The ADP views college campuses as “stewards of place” that both serve the community and are part of it.[ii] There are many ways to fulfill this mission, including working with P-12 schools, promoting community and economic development, and promoting widespread service learning using community leaders as co-educators while focusing on community-defined needs.

Another way for colleges and universities to fulfill their broader public purpose is to make our space more public and to promote democratic learning and engagement that brings the community to the campus and the campus to the community. Such activities can take place on campus, throughout the community, and online.[iii]

What if every public university thought of themselves and their faculty, staff, and students as engaged citizens and community members? What if each college and university placed the widespread development of civic knowledge, skills, and engagement at the heart of its mission – in order to improve the lives of people in the region? What if the university saw its resources as public resources and did more to encourage the public to utilize these resources to promote civic learning and democratic engagement? For example:

  • Instead of focusing on classroom-based (practice) activities designed to equip tuition-paying students with critical thinking and deliberation skills, what if faculty incorporated public events and “open classrooms” into all courses to allow students and non-students to deliberate together about the issues that matter most to the local community?[iv]
  • What if campuses nationwide became the site of local, state, and national political debates? What if colleges worked with diverse community partners to host candidate forums and debates for all contested races on the ballot, allowing voters to compare candidates side-by-side in live (and live broadcasted) public events?[v]
  • What if the campuses continued to host town hall meetings with elected officials between election cycles?
  • What if campuses volunteered to serve as polling places and to work with county election administrators to train students to work the polls?[vi]
  • What if campuses developed civic leadership academies, working with municipal, county, state, and national political leaders and community activists to equip people with the combination of knowledge and skills they need to make a meaningful difference in their communities? Such academies could be held on campus, at community locations, and online.[vii]
  • What if campuses hosted free campaign colleges for local citizens from all demographic and partisan backgrounds to demystify the process and promote competitive elections in all jurisdictions nationwide?
  • What if campuses became central meeting places for civic organizations of all kinds? What if working with such organizations became an expected part of what it meant to be a member of both the community and the university, with diverse and interdisciplinary groups of students, faculty, and staff joining others across our communities to address the “wicked problems” that defy easy solutions and require all of us to harness our collective experience, energy, wisdom?
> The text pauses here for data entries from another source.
use chrono::NaiveDate;
use serde::{Deserialize, Serialize};

use crate::models::quest::{Difficulty, QuestStore};

/// Quests created per difficulty on `date`.
#[derive(Debug, Clone, Default, PartialEq, Eq, Serialize, Deserialize)]
#[serde(default)]
pub struct DailyQuests {
    pub easy: u32,
    pub medium: u32,
    pub hard: u32,
    pub date: Option<NaiveDate>,
}

impl DailyQuests {
    pub fn zeroed(date: NaiveDate) -> Self {
        Self {
            date: Some(date),
            ..Self::default()
        }
    }

    pub fn count(&self, difficulty: Difficulty) -> u32 {
        match difficulty {
            Difficulty::Easy => self.easy,
            Difficulty::Medium => self.medium,
            Difficulty::Hard => self.hard,
        }
    }

    pub fn count_mut(&mut self, difficulty: Difficulty) -> &mut u32 {
        match difficulty {
            Difficulty::Easy => &mut self.easy,
            Difficulty::Medium => &mut self.medium,
            Difficulty::Hard => &mut self.hard,
        }
    }
}

/// Progression record. Missing fields (including `dailyQuests`) load as defaults.
#[derive(Debug, Clone, PartialEq, Eq, Serialize, Deserialize)]
#[serde(default, rename_all = "camelCase")]
pub struct PlayerState {
    pub level: u32,
    pub xp: u32,
    pub total_completed: u32,
    pub streak: u32,
    pub last_completed_date: Option<NaiveDate>,
    pub last_login_date: Option<NaiveDate>,
    /// Unlocked title ids in unlock order.
    pub titles: Vec<u32>,
    pub daily_quests: DailyQuests,
}

impl Default for PlayerState {
    fn default() -> Self {
        Self {
            level: 1,
            xp: 0,
            total_completed: 0,
            streak: 0,
            last_completed_date: None,
            last_login_date: None,
            titles: Vec::new(),
            daily_quests: DailyQuests::default(),
        }
    }
}

/// Everything the engine reads and writes; persisted together.
#[derive(Debug, Clone, Default, PartialEq)]
pub struct GameState {
    pub player: PlayerState,
    pub quests: QuestStore,
}

#[cfg(test)]
mod tests {
    use super::*;

    #[test]
    fn test_missing_daily_quests_is_backfilled() {
        let json = r#"{"level":3,"xp":10,"totalCompleted":7,"streak":2,"titles":[1]}"#;
        let player: PlayerState = serde_json::from_str(json).unwrap();
        assert_eq!(player.level, 3);
        assert_eq!(player.daily_quests, DailyQuests::default());
        assert!(player.last_login_date.is_none());
    }

    #[test]
    fn test_player_round_trips_with_iso_dates() {
        let player = PlayerState {
            level: 4,
            xp: 55,
            total_completed: 12,
            streak: 3,
            last_completed_date: NaiveDate::from_ymd_opt(2026, 5, 2),
            last_login_date: NaiveDate::from_ymd_opt(2026, 5, 3),
            titles: vec![1, 3],
            daily_quests: DailyQuests {
                easy: 1,
                medium: 0,
                hard: 2,
                date: NaiveDate::from_ymd_opt(2026, 5, 3),
            },
        };
        let text = serde_json::to_string(&player).unwrap();
        assert!(text.contains(r#""lastCompletedDate":"2026-05-02""#));
        assert!(text.contains(r#""dailyQuests":{"easy":1,"medium":0,"hard":2,"date":"2026-05-03"}"#));

        let back: PlayerState = serde_json::from_str(&text).unwrap();
        assert_eq!(back, player);
    }
}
These are just a few ideas for making our campuses more public and serving a broader public mission. Such campuses would become environments where students not only learn about democracy and community engagement, but also live democracy and practice engagement. Political scientists possess the knowledge and skills required to lead these efforts, in collaboration with other faculty, staff, students, and civic leaders outside the academy. Opening our campuses and classrooms to the public is one way to act as stewards of place and to fulfill the public purpose of higher education: bettering our communities and educating the next generation of engaged civic leaders.

[i] Learn more about the American Democracy Project here:

[ii] An interesting piece on becoming a Steward of Place is available here:

[iii] This essay is a lightly revised version of a “provocation” I submitted as part of a “Gallery of Wicked Provocations” at the 2020 meeting of the Society for Values in Higher Education. My team of American Democracy Project directors at regional IU campuses addressed the topic of “Higher Education and Democracy After 2020.”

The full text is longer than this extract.